Enzyme-linked immunosorbent assay assessment of bovine viral diarrhea virus antigen in inactivated vaccines using polyclonal or monoclonal antibodies.

An enzyme-linked immunosorbent assay (ELISA) procedure was developed to assay the cytopathic and noncytopathic bovine viral diarrhea (BVD) virus strains used in inactivated vaccines licensed by the United States Department of Agriculture. The assay uses a biotin-labeled, staphylococcal protein A purified polyclonal BVD antibody (Bab) from a calf hyperimmuned against NADL, Singer, C24v, New York-1 (NY-1) strains and a field isolate. The Bab recognized the following reference strains of BVD virus: NADL; NY-1; C24v; Singer; and a field isolate.

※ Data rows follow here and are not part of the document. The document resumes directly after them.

//! The persisted credential record.

use std::fmt;

use chrono::{DateTime, Duration, Utc};
use serde::{Deserialize, Serialize};

use super::token::TokenResponse;
use super::DEFAULT_TOKEN_URI;

/// Bumped whenever the on-disk layout changes; older files are regenerated.
pub const CREDENTIAL_SCHEMA_VERSION: u32 = 1;

/// Tokens this close to expiry are treated as already expired.
pub const REFRESH_MARGIN_SECS: i64 = 300;

/// Access token plus everything needed to refresh it without the client-secret file.
#[derive(Clone, PartialEq, Serialize, Deserialize)]
pub struct Credential {
    pub version: u32,
    pub access_token: String,
    #[serde(default, skip_serializing_if = "Option::is_none")]
    pub refresh_token: Option<String>,
    pub expiry: DateTime<Utc>,
    #[serde(default)]
    pub scopes: Vec<String>,
    #[serde(default = "default_token_uri")]
    pub token_uri: String,
    #[serde(default, skip_serializing_if = "Option::is_none")]
    pub client_id: Option<String>,
    #[serde(default, skip_serializing_if = "Option::is_none")]
    pub client_secret: Option<String>,
}

/// Where a stored credential stands relative to the scopes the server needs.
#[derive(Debug, Clone, PartialEq, Eq)]
pub enum Validity {
    Valid,
    /// Usable once refreshed.
    Expired,
    /// Cannot be reused or refreshed; a new consent is needed.
    Invalid(String),
}

/// OAuth client identity recorded alongside a credential for later refreshes.
#[derive(Debug, Clone, Copy)]
pub struct ClientIdentity<'a> {
    pub token_uri: &'a str,
    pub client_id: Option<&'a str>,
    pub client_secret: Option<&'a str>,
}

impl Credential {
    /// Build a credential from a fresh grant (consent or service account).
    pub fn issued(
        response: TokenResponse,
        requested_scopes: &[&str],
        client: ClientIdentity<'_>,
        now: DateTime<Utc>,
    ) -> Self {
        let scopes = match response.scope.as_deref() {
            Some(granted) => split_scopes(granted),
            None => requested_scopes.iter().map(|s| s.to_string()).collect(),
        };

        Self {
            version: CREDENTIAL_SCHEMA_VERSION,
            access_token: response.access_token,
            refresh_token: response.refresh_token,
            expiry: now + Duration::seconds(response.expires_in),
            scopes,
            token_uri: client.token_uri.to_string(),
            client_id: client.client_id.map(str::to_string),
            client_secret: client.client_secret.map(str::to_string),
        }
    }

    /// Apply a refresh response. Google omits the refresh token and scope when
    /// they are unchanged, so those are only replaced when present.
    pub fn refreshed(&self, response: TokenResponse, now: DateTime<Utc>) -> Self {
        let mut next = self.clone();
        next.access_token = response.access_token;
        next.expiry = now + Duration::seconds(response.expires_in);
        if let Some(refresh_token) = response.refresh_token {
            next.refresh_token = Some(refresh_token);
        }
        if let Some(scope) = response.scope {
            next.scopes = split_scopes(&scope);
        }
        next
    }

    pub fn is_expired_at(&self, now: DateTime<Utc>) -> bool {
        self.expiry - Duration::seconds(REFRESH_MARGIN_SECS) <= now
    }

    pub fn covers(&self, required: &[&str]) -> bool {
        required
            .iter()
            .all(|scope| self.scopes.iter().any(|granted| granted == scope))
    }

    pub fn can_refresh(&self) -> bool {
        self.refresh_token
            .as_deref()
            .is_some_and(|token| !token.is_empty())
            && self.client_id.is_some()
    }

    pub fn check(&self, required: &[&str], now: DateTime<Utc>) -> Validity {
        if self.version != CREDENTIAL_SCHEMA_VERSION {
            return Validity::Invalid(format!("unsupported schema version {}", self.version));
        }
        if self.access_token.is_empty() {
            return Validity::Invalid("access token is empty".to_string());
        }
        if !self.covers(required) {
            return Validity::Invalid("granted scopes do not cover the required scopes".to_string());
        }
        if self.is_expired_at(now) {
            return Validity::Expired;
        }
        Validity::Valid
    }
}

impl fmt::Debug for Credential {
    fn fmt(&self, f: &mut fmt::Formatter<'_>) -> fmt::Result {
        f.debug_struct("Credential")
            .field("version", &self.version)
            .field("access_token", &"<redacted>")
            .field("refresh_token", &self.refresh_token.as_ref().map(|_| "<redacted>"))
            .field("expiry", &self.expiry)
            .field("scopes", &self.scopes)
            .field("token_uri", &self.token_uri)
            .field("client_id", &self.client_id)
            .finish_non_exhaustive()
    }
}

fn default_token_uri() -> String {
    DEFAULT_TOKEN_URI.to_string()
}

fn split_scopes(raw: &str) -> Vec<String> {
    raw.split_whitespace().map(str::to_string).collect()
}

Monoclonal antibodies (Mab) directed against gp48 and gp53 of the Singer strain of BVD could detect only the Singer and the NY-1 strains. None of the Mab tested could differentiate between cytopathic and noncytopathic BVD virus strains. In vaccines containing multiple viral and bacterial components, the Bab was specific for the BVD fraction. Two vaccines not recognized by the Bab differed from the others in the type of adjuvant. The formation of antigen-adjuvant complexes during vaccine production may inhibit the ability of Bab to detect BVD antigens in an ELISA format. This ELISA procedure enables the detection of BVD antigens and demonstrates the potential for in vitro testing of inactivated BVD vaccines in place of the currently required host animal testing.